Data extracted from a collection
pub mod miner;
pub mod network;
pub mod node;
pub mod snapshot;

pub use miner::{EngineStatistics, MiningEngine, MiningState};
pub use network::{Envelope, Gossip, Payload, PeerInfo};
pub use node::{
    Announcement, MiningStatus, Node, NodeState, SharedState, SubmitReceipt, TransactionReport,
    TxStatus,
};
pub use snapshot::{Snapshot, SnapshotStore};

...

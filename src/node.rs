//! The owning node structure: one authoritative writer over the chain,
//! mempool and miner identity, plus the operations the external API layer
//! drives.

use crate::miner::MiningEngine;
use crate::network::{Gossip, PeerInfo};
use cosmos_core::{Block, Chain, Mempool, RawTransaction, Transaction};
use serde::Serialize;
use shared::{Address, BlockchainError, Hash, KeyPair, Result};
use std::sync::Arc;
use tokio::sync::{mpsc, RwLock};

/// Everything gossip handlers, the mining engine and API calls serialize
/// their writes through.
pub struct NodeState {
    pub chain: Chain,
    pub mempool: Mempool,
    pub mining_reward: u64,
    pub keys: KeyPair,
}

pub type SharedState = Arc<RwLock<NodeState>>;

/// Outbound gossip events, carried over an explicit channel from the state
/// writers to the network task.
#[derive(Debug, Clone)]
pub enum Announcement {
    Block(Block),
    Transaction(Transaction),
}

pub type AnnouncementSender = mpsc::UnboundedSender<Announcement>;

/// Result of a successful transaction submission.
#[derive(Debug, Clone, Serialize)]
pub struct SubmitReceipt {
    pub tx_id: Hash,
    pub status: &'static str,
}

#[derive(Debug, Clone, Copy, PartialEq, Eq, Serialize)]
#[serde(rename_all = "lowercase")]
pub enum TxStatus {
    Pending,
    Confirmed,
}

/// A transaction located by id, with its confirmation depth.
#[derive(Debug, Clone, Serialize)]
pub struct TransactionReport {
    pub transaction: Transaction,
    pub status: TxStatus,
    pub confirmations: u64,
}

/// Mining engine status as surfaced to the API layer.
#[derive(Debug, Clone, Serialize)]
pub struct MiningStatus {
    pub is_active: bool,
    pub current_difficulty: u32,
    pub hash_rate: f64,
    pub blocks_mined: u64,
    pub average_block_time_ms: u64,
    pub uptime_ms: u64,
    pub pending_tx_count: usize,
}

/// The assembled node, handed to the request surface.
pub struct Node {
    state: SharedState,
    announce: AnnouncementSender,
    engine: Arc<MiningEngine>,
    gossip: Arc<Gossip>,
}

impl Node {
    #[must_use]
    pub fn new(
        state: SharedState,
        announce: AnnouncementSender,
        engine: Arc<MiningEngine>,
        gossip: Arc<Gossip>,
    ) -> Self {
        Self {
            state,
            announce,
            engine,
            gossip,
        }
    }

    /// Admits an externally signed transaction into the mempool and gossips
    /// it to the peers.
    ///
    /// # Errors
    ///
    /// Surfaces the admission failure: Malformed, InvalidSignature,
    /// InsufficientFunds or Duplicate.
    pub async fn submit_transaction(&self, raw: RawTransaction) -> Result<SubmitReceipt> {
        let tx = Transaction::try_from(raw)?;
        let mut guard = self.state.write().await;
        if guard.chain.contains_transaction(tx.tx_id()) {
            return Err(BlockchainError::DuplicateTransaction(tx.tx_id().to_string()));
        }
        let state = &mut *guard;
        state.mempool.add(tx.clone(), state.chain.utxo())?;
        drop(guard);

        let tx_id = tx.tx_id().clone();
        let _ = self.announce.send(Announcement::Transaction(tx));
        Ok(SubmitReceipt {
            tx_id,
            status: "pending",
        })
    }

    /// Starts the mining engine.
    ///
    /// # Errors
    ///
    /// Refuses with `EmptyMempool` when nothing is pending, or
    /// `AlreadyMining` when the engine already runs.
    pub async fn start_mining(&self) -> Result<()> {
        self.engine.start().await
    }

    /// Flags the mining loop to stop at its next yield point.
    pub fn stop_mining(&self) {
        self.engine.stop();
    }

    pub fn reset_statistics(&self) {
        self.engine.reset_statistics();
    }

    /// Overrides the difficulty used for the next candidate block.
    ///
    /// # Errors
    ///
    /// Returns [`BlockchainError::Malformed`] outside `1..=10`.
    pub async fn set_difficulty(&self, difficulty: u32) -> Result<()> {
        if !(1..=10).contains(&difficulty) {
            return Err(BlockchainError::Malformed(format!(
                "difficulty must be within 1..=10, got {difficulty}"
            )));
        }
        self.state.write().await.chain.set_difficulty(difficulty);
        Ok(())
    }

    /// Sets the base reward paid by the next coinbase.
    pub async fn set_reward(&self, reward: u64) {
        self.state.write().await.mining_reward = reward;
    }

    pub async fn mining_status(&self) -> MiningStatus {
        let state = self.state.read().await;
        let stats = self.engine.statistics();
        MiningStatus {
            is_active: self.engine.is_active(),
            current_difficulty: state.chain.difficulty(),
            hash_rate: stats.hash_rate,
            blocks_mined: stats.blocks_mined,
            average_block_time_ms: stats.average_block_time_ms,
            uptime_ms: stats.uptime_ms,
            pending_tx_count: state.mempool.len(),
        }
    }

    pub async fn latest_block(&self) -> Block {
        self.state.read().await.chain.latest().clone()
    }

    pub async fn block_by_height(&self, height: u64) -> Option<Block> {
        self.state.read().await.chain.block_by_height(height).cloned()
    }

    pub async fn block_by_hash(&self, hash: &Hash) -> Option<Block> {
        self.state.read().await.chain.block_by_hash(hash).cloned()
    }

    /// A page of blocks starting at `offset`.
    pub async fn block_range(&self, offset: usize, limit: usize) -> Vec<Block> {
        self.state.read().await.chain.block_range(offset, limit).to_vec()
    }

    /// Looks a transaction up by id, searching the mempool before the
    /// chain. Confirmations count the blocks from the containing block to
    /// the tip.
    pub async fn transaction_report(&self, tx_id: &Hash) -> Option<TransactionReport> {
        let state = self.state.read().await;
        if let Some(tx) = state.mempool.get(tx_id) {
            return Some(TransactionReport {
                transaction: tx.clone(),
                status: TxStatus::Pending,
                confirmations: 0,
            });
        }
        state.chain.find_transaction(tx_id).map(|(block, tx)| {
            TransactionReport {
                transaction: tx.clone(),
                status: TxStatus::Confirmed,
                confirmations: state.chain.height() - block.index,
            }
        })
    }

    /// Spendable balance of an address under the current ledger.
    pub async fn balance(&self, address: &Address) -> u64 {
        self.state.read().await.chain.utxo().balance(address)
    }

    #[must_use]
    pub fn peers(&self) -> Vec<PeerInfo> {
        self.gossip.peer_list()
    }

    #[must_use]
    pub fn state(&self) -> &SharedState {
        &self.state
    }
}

...

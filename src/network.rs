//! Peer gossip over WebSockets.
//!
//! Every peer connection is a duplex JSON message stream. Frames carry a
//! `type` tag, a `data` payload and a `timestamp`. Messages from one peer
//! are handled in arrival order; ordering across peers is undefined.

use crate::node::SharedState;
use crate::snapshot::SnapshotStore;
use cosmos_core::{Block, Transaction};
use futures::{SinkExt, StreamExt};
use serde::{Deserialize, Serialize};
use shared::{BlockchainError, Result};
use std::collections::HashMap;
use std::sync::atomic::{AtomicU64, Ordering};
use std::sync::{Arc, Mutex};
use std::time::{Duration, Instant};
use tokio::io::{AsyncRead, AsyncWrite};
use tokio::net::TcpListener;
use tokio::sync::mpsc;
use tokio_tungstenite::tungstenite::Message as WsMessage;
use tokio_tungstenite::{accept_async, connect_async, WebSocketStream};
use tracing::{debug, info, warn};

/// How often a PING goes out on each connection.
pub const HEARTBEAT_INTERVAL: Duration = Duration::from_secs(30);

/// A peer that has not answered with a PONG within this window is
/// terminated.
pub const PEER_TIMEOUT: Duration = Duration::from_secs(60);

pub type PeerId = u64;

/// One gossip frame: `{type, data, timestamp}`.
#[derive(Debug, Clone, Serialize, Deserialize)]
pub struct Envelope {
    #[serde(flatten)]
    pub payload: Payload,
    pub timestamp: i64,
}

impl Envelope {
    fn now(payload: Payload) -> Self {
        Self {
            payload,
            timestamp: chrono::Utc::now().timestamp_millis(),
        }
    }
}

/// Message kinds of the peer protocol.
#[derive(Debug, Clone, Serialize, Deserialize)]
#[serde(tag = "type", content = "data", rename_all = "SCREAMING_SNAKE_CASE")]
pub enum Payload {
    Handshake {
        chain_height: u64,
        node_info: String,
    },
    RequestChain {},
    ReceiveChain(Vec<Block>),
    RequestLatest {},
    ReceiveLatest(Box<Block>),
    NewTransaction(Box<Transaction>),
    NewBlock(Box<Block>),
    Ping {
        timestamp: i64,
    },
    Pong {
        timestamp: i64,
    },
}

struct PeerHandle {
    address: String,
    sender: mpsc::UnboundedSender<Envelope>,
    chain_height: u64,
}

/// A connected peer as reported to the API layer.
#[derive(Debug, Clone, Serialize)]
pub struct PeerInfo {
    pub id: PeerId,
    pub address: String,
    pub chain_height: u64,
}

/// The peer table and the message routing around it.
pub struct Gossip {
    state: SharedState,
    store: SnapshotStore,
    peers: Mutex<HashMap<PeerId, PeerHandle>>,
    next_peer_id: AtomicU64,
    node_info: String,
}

• **TASK REQUIREMENTS**
In the entries above, which lines hold the string "when"? Report all of them.

• **ANSWER BELOW**
    /// Refuses with `EmptyMempool` when nothing is pending, or
    /// `AlreadyMining` when the engine already runs.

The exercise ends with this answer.